TASK PROMPT: Only the final stretch of the data is wanted: reproduce the line containing "let eval = match" and each line after it, exactly.

^^^^^^^^

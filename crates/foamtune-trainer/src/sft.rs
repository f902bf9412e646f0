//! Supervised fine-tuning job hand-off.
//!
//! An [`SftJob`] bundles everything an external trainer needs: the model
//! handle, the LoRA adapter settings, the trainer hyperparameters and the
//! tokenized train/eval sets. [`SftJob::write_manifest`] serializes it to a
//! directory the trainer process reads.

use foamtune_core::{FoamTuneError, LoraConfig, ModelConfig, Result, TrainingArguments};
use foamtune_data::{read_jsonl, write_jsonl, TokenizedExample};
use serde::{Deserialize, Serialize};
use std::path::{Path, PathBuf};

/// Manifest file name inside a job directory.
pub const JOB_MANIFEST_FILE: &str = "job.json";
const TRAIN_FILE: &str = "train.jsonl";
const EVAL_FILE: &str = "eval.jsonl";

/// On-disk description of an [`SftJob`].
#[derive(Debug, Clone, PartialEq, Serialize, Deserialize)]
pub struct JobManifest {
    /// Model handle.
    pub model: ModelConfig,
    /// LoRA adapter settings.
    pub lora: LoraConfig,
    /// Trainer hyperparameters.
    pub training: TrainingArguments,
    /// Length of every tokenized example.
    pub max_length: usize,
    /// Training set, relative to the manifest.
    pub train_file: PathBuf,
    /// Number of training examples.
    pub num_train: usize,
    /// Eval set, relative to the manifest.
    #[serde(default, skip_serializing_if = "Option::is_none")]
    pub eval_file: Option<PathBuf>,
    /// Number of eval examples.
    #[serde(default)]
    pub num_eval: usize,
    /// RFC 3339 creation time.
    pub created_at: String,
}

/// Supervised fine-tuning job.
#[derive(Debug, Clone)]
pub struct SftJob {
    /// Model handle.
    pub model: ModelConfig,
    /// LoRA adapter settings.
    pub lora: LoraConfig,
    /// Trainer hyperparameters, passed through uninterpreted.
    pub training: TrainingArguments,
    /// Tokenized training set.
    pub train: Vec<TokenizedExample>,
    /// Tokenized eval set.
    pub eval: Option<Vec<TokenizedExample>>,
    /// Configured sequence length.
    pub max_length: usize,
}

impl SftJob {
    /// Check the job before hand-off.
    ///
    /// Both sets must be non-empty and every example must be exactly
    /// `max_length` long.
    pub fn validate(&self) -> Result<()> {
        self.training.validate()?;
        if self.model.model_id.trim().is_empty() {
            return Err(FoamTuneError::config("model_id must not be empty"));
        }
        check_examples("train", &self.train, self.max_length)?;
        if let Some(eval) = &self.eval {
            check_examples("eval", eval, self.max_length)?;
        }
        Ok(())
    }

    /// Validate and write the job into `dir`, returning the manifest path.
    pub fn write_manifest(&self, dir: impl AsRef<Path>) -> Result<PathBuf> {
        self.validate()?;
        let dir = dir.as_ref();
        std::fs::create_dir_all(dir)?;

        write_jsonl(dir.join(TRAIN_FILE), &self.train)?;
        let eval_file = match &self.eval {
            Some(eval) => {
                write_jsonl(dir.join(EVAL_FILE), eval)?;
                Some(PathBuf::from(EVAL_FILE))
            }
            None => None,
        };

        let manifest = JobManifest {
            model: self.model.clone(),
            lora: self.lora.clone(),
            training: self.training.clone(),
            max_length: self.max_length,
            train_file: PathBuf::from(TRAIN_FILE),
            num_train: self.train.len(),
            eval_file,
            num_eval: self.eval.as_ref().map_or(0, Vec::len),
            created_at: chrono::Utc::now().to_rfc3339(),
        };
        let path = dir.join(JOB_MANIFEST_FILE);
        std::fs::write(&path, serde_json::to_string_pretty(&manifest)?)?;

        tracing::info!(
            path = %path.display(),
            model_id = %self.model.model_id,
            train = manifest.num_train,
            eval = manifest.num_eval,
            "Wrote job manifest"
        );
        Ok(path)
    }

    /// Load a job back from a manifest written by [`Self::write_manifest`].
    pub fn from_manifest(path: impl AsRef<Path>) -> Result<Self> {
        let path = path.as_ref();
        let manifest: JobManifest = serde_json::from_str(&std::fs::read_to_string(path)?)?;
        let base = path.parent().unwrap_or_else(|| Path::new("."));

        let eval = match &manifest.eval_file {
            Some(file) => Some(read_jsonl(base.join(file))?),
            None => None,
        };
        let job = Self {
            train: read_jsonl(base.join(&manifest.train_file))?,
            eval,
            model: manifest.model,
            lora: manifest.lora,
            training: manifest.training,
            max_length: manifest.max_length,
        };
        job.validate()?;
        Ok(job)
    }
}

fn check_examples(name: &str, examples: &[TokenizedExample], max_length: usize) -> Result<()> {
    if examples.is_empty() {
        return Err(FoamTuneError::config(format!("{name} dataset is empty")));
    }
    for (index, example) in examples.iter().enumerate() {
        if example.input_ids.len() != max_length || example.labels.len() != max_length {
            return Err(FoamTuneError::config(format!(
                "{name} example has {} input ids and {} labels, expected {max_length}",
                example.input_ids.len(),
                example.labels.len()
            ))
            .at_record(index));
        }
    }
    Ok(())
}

^^^^^^^^

RESPONSE:
        let eval = match &manifest.eval_file {
            Some(file) => Some(read_jsonl(base.join(file))?),
            None => None,
        };
        let job = Self {
            train: read_jsonl(base.join(&manifest.train_file))?,
            eval,
            model: manifest.model,
            lora: manifest.lora,
            training: manifest.training,
            max_length: manifest.max_length,
        };
        job.validate()?;
        Ok(job)
    }
}

fn check_examples(name: &str, examples: &[TokenizedExample], max_length: usize) -> Result<()> {
    if examples.is_empty() {
        return Err(FoamTuneError::config(format!("{name} dataset is empty")));
    }
    for (index, example) in examples.iter().enumerate() {
        if example.input_ids.len() != max_length || example.labels.len() != max_length {
            return Err(FoamTuneError::config(format!(
                "{name} example has {} input ids and {} labels, expected {max_length}",
                example.input_ids.len(),
                example.labels.len()
            ))
            .at_record(index));
        }
    }
    Ok(())
}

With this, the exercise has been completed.